3. Did you consider that your pursuit of a subpoena against the West Australian newspaper and its reporter Steve Pennells over his reports on the litigation in NSW would cause concerns for reporters and news editors at Fairfax and Channel 10? Some media has run with such suggestions, however it is important to note that the newspaper concerned with the subpoena had already repeatedly published the name of its source, so this is not an attempt to get a journalist to reveal their sacred source, despite some media’s incorrect suggestions. 4. You have a reputation for aggressively pursuing litigation in actions over the last two decades, do you believe that reputation is fair?

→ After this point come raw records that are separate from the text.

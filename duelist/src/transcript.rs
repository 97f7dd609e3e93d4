//! The conversation log, threaded explicitly through each chat turn.
//!
//! A turn handler receives the transcript, produces a response, and hands
//! back an extended copy; nothing mutates shared session state.

/// One utterance in the conversation.
#[derive(Clone, Debug, PartialEq, Eq)]
pub struct Turn {
    pub role: String,
    pub content: String,
}

impl Turn {
    pub const USER: &'static str = "user";
    pub const ASSISTANT: &'static str = "assistant";

    #[must_use]
    pub fn user(content: impl Into<String>) -> Self {
        Self {
            role: Self::USER.to_string(),
            content: content.into(),
        }
    }

    #[must_use]
    pub fn assistant(content: impl Into<String>) -> Self {
        Self {
            role: Self::ASSISTANT.to_string(),
            content: content.into(),
        }
    }

    #[must_use]
    pub fn has_role(&self, role: &str) -> bool {
        self.role == role
    }
}

/// Immutable-per-turn conversation log.
#[derive(Clone, Debug, Default)]
pub struct Transcript {
    turns: Vec<Turn>,
}

impl Transcript {
    #[must_use]
    pub fn new() -> Self {
        Self::default()
    }

    /// A transcript opened by an assistant greeting.
    #[must_use]
    pub fn seeded(greeting: impl Into<String>) -> Self {
        Self {
            turns: vec![Turn::assistant(greeting)],
        }
    }

    #[must_use]
    pub fn turns(&self) -> &[Turn] {
        &self.turns
    }

    #[must_use]
    pub fn len(&self) -> usize {
        self.turns.len()
    }

    #[must_use]
    pub fn is_empty(&self) -> bool {
        self.turns.is_empty()
    }

    /// Returns a new transcript with one user/assistant exchange appended.
    #[must_use]
    pub fn with_exchange(&self, user: impl Into<String>, assistant: impl Into<String>) -> Self {
        let mut turns = self.turns.clone();
        turns.push(Turn::user(user));
        turns.push(Turn::assistant(assistant));
        Self { turns }
    }
}
//! Fetch-or-reuse snapshot caching for the card set.
//!
//! The snapshot is a timestamped JSON envelope on disk. Once it exists,
//! subsequent runs load it instead of hitting the network; the
//! [`SnapshotPolicy`] decides when an existing file stops counting as valid.

use std::path::{Path, PathBuf};
use std::time::Duration;

use chrono::{DateTime, Utc};
use serde::{Deserialize, Serialize};
use tokio::fs;

use crate::api::CardApi;
use crate::card::Card;
use crate::types::CardError;

/// The persisted copy of the last successful API response.
#[derive(Clone, Debug, Serialize, Deserialize)]
pub struct Snapshot {
    pub fetched_at: DateTime<Utc>,
    pub cards: Vec<Card>,
}

impl Snapshot {
    /// Wraps a freshly fetched card set with the current timestamp.
    #[must_use]
    pub fn now(cards: Vec<Card>) -> Self {
        Self {
            fetched_at: Utc::now(),
            cards,
        }
    }

    /// Whether the snapshot was fetched within `max_age` of now.
    #[must_use]
    pub fn is_fresh(&self, max_age: Duration) -> bool {
        Utc::now()
            .signed_duration_since(self.fetched_at)
            .to_std()
            .map(|age| age <= max_age)
            .unwrap_or(true)
    }
}

/// Invalidation policy for an existing snapshot file.
#[derive(Clone, Copy, Debug, Default, PartialEq, Eq)]
pub enum SnapshotPolicy {
    /// Reuse the file unconditionally once it exists.
    #[default]
    ReuseAlways,
    /// Reuse only snapshots younger than the given age.
    MaxAge(Duration),
    /// Ignore any existing file and fetch again.
    Refresh,
}

/// Result of [`SnapshotStore::ensure`], indicating where the cards came from.
#[derive(Clone, Debug)]
pub struct EnsureOutcome {
    pub cards: Vec<Card>,
    pub fetched_at: DateTime<Utc>,
    pub from_cache: bool,
}

/// Filesystem-backed store for the card snapshot.
#[derive(Clone, Debug)]
pub struct SnapshotStore {
    path: PathBuf,
}

impl SnapshotStore {
    /// Creates a store persisting to the provided path.
    pub fn new(path: impl Into<PathBuf>) -> Self {
        Self { path: path.into() }
    }

    /// Path of the snapshot file.
    #[must_use]
    pub fn path(&self) -> &Path {
        &self.path
    }

    /// Whether a snapshot file is present on disk.
    #[must_use]
    pub fn exists(&self) -> bool {
        self.path.exists()
    }

    /// Loads the snapshot from disk.
    pub async fn load(&self) -> Result<Snapshot, CardError> {
        let data = fs::read_to_string(&self.path).await?;
        serde_json::from_str(&data).map_err(|err| CardError::Snapshot(err.to_string()))
    }

    /// Persists a snapshot, creating parent directories as needed.
    ///
    /// Nothing is written until the caller holds a fully parsed card set, so
    /// a failed fetch never leaves a partial file behind.
    pub async fn save(&self, snapshot: &Snapshot) -> Result<(), CardError> {
        if let Some(parent) = self.path.parent() {
            if !parent.as_os_str().is_empty() {
                fs::create_dir_all(parent).await?;
            }
        }
        let serialized = serde_json::to_string(snapshot)
            .map_err(|err| CardError::Snapshot(err.to_string()))?;
        fs::write(&self.path, serialized).await?;
        Ok(())
    }

    /// Returns the card set, reusing the snapshot when the policy allows and
    /// fetching (then persisting) otherwise.
    pub async fn ensure(
        &self,
        api: &CardApi,
        policy: SnapshotPolicy,
    ) -> Result<EnsureOutcome, CardError> {
        if self.exists() && !matches!(policy, SnapshotPolicy::Refresh) {
            let snapshot = self.load().await?;
            let reusable = match policy {
                SnapshotPolicy::ReuseAlways => true,
                SnapshotPolicy::MaxAge(max_age) => snapshot.is_fresh(max_age),
                SnapshotPolicy::Refresh => false,
            };
            if reusable {
                tracing::info!(
                    path = %self.path.display(),
                    cards = snapshot.cards.len(),
                    "reusing card snapshot"
                );
                return Ok(EnsureOutcome {
                    fetched_at: snapshot.fetched_at,
                    cards: snapshot.cards,
                    from_cache: true,
                });
            }
            tracing::info!(path = %self.path.display(), "snapshot stale, refetching");
        }

        let cards = api.fetch_all().await?;
        let snapshot = Snapshot::now(cards);
        self.save(&snapshot).await?;
        tracing::info!(
            path = %self.path.display(),
            cards = snapshot.cards.len(),
            "card snapshot written"
        );
        Ok(EnsureOutcome {
            fetched_at: snapshot.fetched_at,
            cards: snapshot.cards,
            from_cache: false,
        })
    }
}
//! Embedding providers and the adapter into rig's model trait.

use std::sync::Arc;

use async_trait::async_trait;
use reqwest::Client;
use rig::embeddings::embedding::{Embedding, EmbeddingError, EmbeddingModel};
use serde::Deserialize;

use crate::types::RuleError;

/// Batch text-to-vector interface shared by the chunker, the index, and the
/// store adapter.
#[async_trait]
pub trait EmbeddingProvider: Send + Sync {
    /// Stable identifier for telemetry.
    fn id(&self) -> &str;

    /// Output vector dimensionality.
    fn dimensions(&self) -> usize;

    /// Embeds each input text, preserving order.
    async fn embed_batch(&self, texts: &[String]) -> Result<Vec<Vec<f32>>, RuleError>;
}

// ============================================================================
// Ollama provider
// ============================================================================

#[derive(Debug, Deserialize)]
struct EmbedResponse {
    embeddings: Vec<Vec<f32>>,
}

/// Embeddings served by a local Ollama instance (`/api/embed`).
#[derive(Clone, Debug)]
pub struct OllamaEmbeddingProvider {
    client: Client,
    base_url: String,
    model: String,
    dimensions: usize,
}

impl OllamaEmbeddingProvider {
    /// Creates a provider against `base_url` (e.g. `http://localhost:11434`).
    pub fn new(
        base_url: impl Into<String>,
        model: impl Into<String>,
        dimensions: usize,
    ) -> Result<Self, RuleError> {
        let client = Client::builder().use_rustls_tls().build()?;
        Ok(Self {
            client,
            base_url: base_url.into().trim_end_matches('/').to_string(),
            model: model.into(),
            dimensions,
        })
    }
}

#[async_trait]
impl EmbeddingProvider for OllamaEmbeddingProvider {
    fn id(&self) -> &str {
        &self.model
    }

    fn dimensions(&self) -> usize {
        self.dimensions
    }

    async fn embed_batch(&self, texts: &[String]) -> Result<Vec<Vec<f32>>, RuleError> {
        if texts.is_empty() {
            return Ok(Vec::new());
        }
        let response = self
            .client
            .post(format!("{}/api/embed", self.base_url))
            .json(&serde_json::json!({ "model": self.model, "input": texts }))
            .send()
            .await?
            .error_for_status()?;
        let payload: EmbedResponse = response.json().await?;
        if payload.embeddings.len() != texts.len() {
            return Err(RuleError::Embedding(format!(
                "expected {} embeddings, got {}",
                texts.len(),
                payload.embeddings.len()
            )));
        }
        Ok(payload.embeddings)
    }
}

// ============================================================================
// Deterministic mock provider
// ============================================================================

/// Hash-derived vectors for tests and offline runs: equal text, equal vector.
#[derive(Clone, Debug)]
pub struct MockEmbeddingProvider {
    dimensions: usize,
}

impl Default for MockEmbeddingProvider {
    fn default() -> Self {
        Self { dimensions: 8 }
    }
}

impl MockEmbeddingProvider {
    #[must_use]
    pub fn new() -> Self {
        Self::default()
    }

    #[must_use]
    pub fn with_dimensions(dimensions: usize) -> Self {
        Self { dimensions }
    }
}

#[async_trait]
impl EmbeddingProvider for MockEmbeddingProvider {
    fn id(&self) -> &str {
        "mock"
    }

    fn dimensions(&self) -> usize {
        self.dimensions
    }

    async fn embed_batch(&self, texts: &[String]) -> Result<Vec<Vec<f32>>, RuleError> {
        Ok(texts
            .iter()
            .map(|text| hash_to_vec(text, self.dimensions))
            .collect())
    }
}

fn hash_to_vec(text: &str, dimensions: usize) -> Vec<f32> {
    use std::collections::hash_map::DefaultHasher;
    use std::hash::{Hash, Hasher};

    let mut hasher = DefaultHasher::new();
    text.hash(&mut hasher);
    let seed = hasher.finish();
    (0..dimensions)
        .map(|i| {
            let bits = seed.rotate_left((i * 8) as u32) ^ ((i as u64) << 24);
            (bits as f32) / u32::MAX as f32
        })
        .collect()
}

// ============================================================================
// rig adapter
// ============================================================================

/// Wraps an [`EmbeddingProvider`] as a rig [`EmbeddingModel`] so the vector
/// store and the rest of the pipeline share one implementation.
#[derive(Clone)]
pub struct ProviderModel {
    provider: Arc<dyn EmbeddingProvider>,
}

impl ProviderModel {
    #[must_use]
    pub fn new(provider: Arc<dyn EmbeddingProvider>) -> Self {
        Self { provider }
    }
}

impl EmbeddingModel for ProviderModel {
    const MAX_DOCUMENTS: usize = 64;

    type Client = Arc<dyn EmbeddingProvider>;

    fn make(client: &Self::Client, _model: impl Into<String>, _dims: Option<usize>) -> Self {
        Self::new(client.clone())
    }

    fn ndims(&self) -> usize {
        self.provider.dimensions()
    }

    fn embed_texts(
        &self,
        texts: impl IntoIterator<Item = String> + Send,
    ) -> impl std::future::Future<Output = Result<Vec<Embedding>, EmbeddingError>> + Send {
        let provider = self.provider.clone();
        let docs: Vec<String> = texts.into_iter().collect();
        async move {
            let vectors = provider
                .embed_batch(&docs)
                .await
                .map_err(|err| EmbeddingError::ProviderError(err.to_string()))?;
            Ok(docs
                .into_iter()
                .zip(vectors)
                .map(|(document, vec)| Embedding {
                    vec: vec.into_iter().map(f64::from).collect(),
                    document,
                })
                .collect())
        }
    }
}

HPPL has had attacks from third parties on its few remaining assets after Mr Hancock’s chairmanship by people wanting ownership or benefits from such HPPL assets, e.g. Hope Downs (repeatedly, different parties), Rhodes Ridge, and regarding a small part of Kevin’s Corner. HPPL has been forced to defend these attacks in the courts, and will continue to do so. HPPL has had a very difficult journey, but under Mrs Rinehart’s chairmanship has increased shareholder value very substantially, whilst at the same time having to spend time defending attacks by others in the courts.
* Hancock Prospecting Pty Ltd requested that these attachments not be posted online.